───── Source material

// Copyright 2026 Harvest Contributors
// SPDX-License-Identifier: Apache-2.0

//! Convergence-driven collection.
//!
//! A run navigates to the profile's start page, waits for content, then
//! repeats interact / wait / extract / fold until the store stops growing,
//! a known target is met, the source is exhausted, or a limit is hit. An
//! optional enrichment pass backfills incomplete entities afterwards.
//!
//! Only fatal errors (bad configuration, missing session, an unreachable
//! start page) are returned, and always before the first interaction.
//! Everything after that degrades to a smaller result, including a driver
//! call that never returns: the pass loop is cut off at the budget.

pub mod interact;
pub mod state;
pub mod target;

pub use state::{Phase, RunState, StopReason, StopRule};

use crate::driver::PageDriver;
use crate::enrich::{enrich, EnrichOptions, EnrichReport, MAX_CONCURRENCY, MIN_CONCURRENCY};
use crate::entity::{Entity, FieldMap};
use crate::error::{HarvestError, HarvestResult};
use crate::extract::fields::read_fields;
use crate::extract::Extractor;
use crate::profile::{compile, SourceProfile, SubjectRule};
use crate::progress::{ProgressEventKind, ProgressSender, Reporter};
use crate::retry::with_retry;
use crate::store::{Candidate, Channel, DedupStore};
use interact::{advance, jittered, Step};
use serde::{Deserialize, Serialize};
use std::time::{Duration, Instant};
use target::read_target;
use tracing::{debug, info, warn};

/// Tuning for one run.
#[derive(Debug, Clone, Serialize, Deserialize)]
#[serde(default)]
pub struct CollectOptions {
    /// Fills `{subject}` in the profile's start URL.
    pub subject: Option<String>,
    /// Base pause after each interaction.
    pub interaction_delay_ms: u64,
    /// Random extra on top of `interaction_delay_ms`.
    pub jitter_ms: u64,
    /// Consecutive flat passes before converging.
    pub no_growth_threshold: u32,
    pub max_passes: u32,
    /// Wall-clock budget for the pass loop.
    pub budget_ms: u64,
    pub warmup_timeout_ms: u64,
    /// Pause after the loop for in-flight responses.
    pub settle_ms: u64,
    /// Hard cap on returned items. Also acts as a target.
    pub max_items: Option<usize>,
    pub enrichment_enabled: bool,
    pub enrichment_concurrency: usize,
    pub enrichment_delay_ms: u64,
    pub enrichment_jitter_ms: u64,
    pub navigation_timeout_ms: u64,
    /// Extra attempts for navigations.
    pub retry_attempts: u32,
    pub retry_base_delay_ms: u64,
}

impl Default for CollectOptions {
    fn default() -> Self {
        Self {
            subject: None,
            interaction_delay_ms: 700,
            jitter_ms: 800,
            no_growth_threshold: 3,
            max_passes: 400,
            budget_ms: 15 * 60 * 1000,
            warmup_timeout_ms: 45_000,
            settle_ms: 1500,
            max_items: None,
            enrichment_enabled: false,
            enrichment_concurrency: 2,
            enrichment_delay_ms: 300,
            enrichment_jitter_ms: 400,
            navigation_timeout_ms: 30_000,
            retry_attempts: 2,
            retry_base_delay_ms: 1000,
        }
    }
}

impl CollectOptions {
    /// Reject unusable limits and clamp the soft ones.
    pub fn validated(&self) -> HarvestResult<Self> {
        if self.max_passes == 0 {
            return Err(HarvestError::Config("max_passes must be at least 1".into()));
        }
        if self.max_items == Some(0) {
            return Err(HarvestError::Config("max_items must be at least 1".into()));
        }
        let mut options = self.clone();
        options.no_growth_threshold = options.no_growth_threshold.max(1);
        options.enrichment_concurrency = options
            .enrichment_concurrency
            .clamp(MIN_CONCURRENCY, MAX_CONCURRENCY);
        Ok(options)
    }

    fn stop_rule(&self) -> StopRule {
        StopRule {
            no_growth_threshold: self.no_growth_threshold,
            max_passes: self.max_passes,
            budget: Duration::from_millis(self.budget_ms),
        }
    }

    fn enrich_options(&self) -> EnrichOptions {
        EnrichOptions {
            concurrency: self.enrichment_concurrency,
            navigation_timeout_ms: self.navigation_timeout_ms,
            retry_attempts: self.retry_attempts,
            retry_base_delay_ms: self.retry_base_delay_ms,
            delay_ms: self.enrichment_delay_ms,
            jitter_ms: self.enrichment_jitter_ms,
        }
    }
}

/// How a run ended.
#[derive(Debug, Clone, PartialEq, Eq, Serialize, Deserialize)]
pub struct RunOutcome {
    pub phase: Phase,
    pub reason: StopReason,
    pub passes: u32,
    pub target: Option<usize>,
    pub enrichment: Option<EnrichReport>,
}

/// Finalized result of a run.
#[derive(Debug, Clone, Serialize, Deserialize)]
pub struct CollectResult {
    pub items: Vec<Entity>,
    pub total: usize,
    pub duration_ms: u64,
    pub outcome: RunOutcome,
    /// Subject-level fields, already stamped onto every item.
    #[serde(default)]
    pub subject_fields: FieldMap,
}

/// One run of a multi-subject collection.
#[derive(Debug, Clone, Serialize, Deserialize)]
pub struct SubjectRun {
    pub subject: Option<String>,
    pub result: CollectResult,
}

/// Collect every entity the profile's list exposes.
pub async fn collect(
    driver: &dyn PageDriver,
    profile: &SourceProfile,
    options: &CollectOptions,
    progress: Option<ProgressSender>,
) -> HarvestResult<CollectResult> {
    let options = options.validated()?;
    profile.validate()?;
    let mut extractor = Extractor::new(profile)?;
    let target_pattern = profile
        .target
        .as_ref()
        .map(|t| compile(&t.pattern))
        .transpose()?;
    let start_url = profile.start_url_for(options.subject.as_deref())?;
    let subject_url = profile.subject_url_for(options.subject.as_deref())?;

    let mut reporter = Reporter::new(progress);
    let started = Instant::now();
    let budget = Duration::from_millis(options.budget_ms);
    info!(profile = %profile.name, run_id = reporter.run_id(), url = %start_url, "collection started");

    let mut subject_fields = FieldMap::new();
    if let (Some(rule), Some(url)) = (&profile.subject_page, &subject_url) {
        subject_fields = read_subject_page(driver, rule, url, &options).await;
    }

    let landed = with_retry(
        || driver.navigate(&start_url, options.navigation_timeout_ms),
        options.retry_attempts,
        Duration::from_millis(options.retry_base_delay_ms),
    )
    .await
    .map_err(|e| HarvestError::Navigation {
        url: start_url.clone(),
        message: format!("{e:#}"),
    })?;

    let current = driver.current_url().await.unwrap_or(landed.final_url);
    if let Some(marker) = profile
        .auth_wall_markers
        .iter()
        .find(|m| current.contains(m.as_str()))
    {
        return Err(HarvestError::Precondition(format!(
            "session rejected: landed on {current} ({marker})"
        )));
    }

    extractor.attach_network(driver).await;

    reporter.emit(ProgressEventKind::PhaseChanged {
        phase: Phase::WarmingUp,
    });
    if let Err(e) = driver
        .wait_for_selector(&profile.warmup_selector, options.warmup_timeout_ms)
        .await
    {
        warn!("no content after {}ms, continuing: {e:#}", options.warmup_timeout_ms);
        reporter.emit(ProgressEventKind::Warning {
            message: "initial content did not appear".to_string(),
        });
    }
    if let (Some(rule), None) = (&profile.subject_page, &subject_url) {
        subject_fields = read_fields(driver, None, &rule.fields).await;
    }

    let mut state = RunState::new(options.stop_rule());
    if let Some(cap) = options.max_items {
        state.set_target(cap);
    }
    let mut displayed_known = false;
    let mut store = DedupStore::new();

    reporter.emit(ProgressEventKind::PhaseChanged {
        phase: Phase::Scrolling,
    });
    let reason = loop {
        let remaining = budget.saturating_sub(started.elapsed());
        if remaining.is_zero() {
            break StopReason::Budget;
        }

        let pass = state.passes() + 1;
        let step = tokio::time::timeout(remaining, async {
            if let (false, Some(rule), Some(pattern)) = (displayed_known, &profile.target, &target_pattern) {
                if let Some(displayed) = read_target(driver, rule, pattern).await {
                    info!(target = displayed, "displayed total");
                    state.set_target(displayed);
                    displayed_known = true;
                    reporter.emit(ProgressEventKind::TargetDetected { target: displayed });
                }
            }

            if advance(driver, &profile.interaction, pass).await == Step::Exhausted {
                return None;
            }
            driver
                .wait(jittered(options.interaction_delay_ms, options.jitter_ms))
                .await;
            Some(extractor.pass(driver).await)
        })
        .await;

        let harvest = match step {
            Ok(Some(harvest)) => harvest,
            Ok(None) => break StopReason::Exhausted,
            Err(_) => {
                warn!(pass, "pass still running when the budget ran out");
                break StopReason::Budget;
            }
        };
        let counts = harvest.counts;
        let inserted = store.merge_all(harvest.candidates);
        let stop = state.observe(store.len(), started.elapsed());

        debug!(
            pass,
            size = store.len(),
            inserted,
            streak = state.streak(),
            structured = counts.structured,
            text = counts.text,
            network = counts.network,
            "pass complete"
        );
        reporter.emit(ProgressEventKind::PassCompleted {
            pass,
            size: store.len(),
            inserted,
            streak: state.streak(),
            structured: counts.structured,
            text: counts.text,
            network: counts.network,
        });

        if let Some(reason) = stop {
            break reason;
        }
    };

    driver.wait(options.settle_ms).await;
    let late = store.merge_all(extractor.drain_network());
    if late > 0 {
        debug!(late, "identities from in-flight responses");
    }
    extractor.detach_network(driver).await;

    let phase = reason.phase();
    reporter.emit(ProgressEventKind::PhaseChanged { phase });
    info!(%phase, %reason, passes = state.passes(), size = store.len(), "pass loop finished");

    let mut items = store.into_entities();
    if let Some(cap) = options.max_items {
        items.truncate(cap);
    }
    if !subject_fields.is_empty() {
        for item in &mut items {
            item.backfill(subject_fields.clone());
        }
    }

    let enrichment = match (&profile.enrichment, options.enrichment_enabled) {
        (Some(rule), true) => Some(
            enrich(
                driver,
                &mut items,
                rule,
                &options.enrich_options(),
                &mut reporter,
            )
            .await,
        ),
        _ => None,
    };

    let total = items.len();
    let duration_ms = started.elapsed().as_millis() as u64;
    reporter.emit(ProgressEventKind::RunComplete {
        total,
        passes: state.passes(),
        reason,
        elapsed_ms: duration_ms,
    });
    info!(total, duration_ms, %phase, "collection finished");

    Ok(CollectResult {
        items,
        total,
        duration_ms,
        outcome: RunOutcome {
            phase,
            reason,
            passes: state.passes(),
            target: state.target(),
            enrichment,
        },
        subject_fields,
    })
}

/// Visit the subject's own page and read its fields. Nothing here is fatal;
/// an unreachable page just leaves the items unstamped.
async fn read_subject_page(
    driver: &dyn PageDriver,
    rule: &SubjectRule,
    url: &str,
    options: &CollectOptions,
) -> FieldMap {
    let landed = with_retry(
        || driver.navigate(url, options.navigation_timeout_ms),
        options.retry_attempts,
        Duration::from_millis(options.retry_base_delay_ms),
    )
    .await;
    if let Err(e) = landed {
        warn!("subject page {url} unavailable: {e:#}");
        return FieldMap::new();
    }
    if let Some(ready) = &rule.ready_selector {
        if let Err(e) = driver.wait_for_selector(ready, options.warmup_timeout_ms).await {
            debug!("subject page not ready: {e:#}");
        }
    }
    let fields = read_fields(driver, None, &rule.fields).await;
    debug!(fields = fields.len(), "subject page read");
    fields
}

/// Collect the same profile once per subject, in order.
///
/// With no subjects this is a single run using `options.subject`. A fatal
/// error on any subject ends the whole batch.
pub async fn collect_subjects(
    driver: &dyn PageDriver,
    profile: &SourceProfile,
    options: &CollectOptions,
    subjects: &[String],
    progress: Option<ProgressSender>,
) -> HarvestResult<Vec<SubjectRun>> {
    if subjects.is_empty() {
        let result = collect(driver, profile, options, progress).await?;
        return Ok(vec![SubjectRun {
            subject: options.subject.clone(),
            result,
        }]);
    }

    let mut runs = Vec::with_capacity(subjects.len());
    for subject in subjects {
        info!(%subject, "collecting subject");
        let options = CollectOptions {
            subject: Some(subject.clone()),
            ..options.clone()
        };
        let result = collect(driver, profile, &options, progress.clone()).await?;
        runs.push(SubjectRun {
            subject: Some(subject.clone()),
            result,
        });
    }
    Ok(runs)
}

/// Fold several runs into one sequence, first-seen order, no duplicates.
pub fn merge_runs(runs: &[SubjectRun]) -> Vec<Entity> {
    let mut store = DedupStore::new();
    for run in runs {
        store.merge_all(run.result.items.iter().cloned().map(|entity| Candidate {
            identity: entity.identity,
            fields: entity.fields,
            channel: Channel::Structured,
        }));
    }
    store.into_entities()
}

──────────
───── Source material

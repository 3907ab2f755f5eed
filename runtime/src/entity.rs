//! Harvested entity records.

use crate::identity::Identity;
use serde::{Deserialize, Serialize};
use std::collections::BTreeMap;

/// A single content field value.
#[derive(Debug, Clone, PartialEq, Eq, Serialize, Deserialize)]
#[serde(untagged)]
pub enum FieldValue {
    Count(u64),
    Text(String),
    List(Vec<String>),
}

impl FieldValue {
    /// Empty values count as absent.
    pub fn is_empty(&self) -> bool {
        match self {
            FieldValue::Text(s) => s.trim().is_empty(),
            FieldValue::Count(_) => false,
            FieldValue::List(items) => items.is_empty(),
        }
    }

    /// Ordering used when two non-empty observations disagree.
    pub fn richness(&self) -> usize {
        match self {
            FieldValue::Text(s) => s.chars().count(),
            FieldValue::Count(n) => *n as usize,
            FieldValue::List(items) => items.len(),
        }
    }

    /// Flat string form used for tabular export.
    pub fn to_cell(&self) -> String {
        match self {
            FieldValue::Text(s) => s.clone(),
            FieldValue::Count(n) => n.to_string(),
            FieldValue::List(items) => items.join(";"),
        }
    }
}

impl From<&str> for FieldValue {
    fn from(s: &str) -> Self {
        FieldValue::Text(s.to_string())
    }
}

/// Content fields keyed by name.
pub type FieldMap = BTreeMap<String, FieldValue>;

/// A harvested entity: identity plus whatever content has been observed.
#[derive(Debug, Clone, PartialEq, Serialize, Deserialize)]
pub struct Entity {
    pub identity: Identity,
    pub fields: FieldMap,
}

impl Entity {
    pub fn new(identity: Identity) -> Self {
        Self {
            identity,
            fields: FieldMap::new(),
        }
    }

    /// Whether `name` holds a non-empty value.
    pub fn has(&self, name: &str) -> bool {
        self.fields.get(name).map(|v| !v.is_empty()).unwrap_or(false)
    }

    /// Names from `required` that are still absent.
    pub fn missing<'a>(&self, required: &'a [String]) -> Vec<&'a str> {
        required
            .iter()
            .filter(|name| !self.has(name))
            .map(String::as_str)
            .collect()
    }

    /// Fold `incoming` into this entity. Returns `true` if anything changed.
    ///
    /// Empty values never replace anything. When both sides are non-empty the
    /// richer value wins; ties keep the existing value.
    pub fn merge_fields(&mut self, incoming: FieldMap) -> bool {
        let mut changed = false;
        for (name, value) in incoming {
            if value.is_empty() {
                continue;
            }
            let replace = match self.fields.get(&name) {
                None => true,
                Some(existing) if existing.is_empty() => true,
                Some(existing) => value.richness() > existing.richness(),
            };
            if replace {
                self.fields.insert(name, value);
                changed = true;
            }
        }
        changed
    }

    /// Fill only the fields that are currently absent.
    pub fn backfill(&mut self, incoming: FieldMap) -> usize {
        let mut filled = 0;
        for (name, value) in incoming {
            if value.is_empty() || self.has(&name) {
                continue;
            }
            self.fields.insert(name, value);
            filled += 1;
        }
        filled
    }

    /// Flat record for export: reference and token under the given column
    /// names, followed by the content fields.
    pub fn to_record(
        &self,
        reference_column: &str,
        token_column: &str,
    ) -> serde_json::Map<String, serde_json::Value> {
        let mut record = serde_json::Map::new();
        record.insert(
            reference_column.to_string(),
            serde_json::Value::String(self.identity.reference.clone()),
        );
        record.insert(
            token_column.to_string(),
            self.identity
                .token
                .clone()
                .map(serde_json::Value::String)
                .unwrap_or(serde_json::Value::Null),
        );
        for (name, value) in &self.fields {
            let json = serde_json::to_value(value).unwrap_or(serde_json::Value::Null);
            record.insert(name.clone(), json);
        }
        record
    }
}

──────────
───── Source material

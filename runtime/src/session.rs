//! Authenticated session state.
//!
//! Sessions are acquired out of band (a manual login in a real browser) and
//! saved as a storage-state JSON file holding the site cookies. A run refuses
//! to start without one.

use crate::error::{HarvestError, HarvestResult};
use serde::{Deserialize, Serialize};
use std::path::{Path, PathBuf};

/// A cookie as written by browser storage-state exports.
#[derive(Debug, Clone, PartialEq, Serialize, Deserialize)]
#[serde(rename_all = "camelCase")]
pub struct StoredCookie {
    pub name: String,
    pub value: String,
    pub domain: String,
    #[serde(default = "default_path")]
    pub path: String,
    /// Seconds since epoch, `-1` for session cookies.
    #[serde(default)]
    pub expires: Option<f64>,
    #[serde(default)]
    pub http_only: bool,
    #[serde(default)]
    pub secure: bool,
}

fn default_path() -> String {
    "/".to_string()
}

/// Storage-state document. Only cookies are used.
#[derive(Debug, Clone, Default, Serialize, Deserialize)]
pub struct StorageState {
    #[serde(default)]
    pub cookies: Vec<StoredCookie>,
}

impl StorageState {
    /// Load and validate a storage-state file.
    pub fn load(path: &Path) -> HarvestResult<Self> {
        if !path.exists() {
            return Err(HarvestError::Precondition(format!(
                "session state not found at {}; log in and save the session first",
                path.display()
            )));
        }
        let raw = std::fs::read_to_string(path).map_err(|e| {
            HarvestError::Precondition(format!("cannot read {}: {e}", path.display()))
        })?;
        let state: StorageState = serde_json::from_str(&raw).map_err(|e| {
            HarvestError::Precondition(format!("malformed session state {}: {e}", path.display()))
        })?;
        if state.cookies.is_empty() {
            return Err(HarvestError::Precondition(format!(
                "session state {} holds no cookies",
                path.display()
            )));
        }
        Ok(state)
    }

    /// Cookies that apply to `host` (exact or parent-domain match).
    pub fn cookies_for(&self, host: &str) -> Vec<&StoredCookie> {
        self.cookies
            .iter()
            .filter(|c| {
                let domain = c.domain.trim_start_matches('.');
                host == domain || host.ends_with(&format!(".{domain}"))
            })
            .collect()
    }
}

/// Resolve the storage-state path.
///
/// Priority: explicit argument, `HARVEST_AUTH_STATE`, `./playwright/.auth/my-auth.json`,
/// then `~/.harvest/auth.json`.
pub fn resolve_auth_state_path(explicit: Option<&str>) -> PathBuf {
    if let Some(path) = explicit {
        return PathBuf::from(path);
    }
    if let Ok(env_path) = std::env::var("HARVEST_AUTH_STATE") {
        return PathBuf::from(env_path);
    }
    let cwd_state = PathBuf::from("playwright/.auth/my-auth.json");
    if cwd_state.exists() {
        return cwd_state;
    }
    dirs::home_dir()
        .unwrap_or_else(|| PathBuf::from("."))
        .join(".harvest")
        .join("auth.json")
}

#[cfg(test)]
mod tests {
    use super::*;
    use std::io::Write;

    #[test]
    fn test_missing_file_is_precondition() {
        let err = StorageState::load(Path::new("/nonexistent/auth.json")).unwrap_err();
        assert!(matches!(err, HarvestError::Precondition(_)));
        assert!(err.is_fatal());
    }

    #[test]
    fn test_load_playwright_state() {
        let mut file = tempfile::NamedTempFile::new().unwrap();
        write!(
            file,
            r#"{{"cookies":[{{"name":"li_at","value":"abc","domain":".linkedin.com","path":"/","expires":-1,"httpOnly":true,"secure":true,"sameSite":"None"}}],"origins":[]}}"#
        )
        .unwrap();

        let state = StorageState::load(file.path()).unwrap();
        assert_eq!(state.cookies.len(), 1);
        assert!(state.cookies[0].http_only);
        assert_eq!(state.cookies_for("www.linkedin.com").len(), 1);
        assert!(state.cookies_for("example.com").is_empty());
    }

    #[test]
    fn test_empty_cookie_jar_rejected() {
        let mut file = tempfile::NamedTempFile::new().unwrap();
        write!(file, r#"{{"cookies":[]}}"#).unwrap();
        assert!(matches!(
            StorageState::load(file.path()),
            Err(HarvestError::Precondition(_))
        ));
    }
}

──────────

__Activity__. Please, from the entries above, set down exactly the lines from the one containing "2026 Harvest Contributors" through the one containing "use crate::retry::with_retry;", and only those.

__Exercise output__.
// Copyright 2026 Harvest Contributors
// SPDX-License-Identifier: Apache-2.0

//! Convergence-driven collection.
//!
//! A run navigates to the profile's start page, waits for content, then
//! repeats interact / wait / extract / fold until the store stops growing,
//! a known target is met, the source is exhausted, or a limit is hit. An
//! optional enrichment pass backfills incomplete entities afterwards.
//!
//! Only fatal errors (bad configuration, missing session, an unreachable
//! start page) are returned, and always before the first interaction.
//! Everything after that degrades to a smaller result, including a driver
//! call that never returns: the pass loop is cut off at the budget.

pub mod interact;
pub mod state;
pub mod target;

pub use state::{Phase, RunState, StopReason, StopRule};

use crate::driver::PageDriver;
use crate::enrich::{enrich, EnrichOptions, EnrichReport, MAX_CONCURRENCY, MIN_CONCURRENCY};
use crate::entity::{Entity, FieldMap};
use crate::error::{HarvestError, HarvestResult};
use crate::extract::fields::read_fields;
use crate::extract::Extractor;
use crate::profile::{compile, SourceProfile, SubjectRule};
use crate::progress::{ProgressEventKind, ProgressSender, Reporter};
use crate::retry::with_retry;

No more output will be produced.